**Task instructions:**
Transcribe every record exactly.

Source information: Begin

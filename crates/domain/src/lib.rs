//! Domain layer - Pure usage tally logic with no I/O
//!
//! This crate contains:
//! - Tag registry (product signals -> canonical tags, metrics, metadata)
//! - Fact normalization (raw host facts -> capacity record)
//! - Tally model and gap filling for time-series reports
//! - Ports (traits) for the snapshot store, product list and clock
//!
//! Principles:
//! - No dependencies on infrastructure
//! - Registry is built once and frozen
//! - Normalization and filling are pure, per-call functions

pub mod clock;
pub mod error;
pub mod facts;
pub mod registry;
pub mod tally;

// Re-export commonly used types
pub use clock::{Calendar, Clock, FixedClock, SystemClock};
pub use error::{DomainError, Result};
pub use facts::{FactNormalizer, InventoryHostFacts, NormalizedFacts, RhelProductList};
pub use registry::{TagMapping, TagMetaData, TagMetric, TagProfile, TagProfileBuilder, Uom};
pub use tally::{Granularity, ServiceLevel, TallyReport, TallySnapshot, Usage};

Source information: End

**Exercise output:**
filename crates/domain/src/lib.rs
//! Domain layer - Pure usage tally logic with no I/O
//!
//! This crate contains:
//! - Tag registry (product signals -> canonical tags, metrics, metadata)
//! - Fact normalization (raw host facts -> capacity record)
//! - Tally model and gap filling for time-series reports
//! - Ports (traits) for the snapshot store, product list and clock
//!
//! Principles:
//! - No dependencies on infrastructure
//! - Registry is built once and frozen
//! - Normalization and filling are pure, per-call functions

pub mod clock;
pub mod error;
pub mod facts;
pub mod registry;
pub mod tally;

// Re-export commonly used types
pub use clock::{Calendar, Clock, FixedClock, SystemClock};
pub use error::{DomainError, Result};
pub use facts::{FactNormalizer, InventoryHostFacts, NormalizedFacts, RhelProductList};
pub use registry::{TagMapping, TagMetaData, TagMetric, TagProfile, TagProfileBuilder, Uom};
pub use tally::{Granularity, ServiceLevel, TallyReport, TallySnapshot, Usage};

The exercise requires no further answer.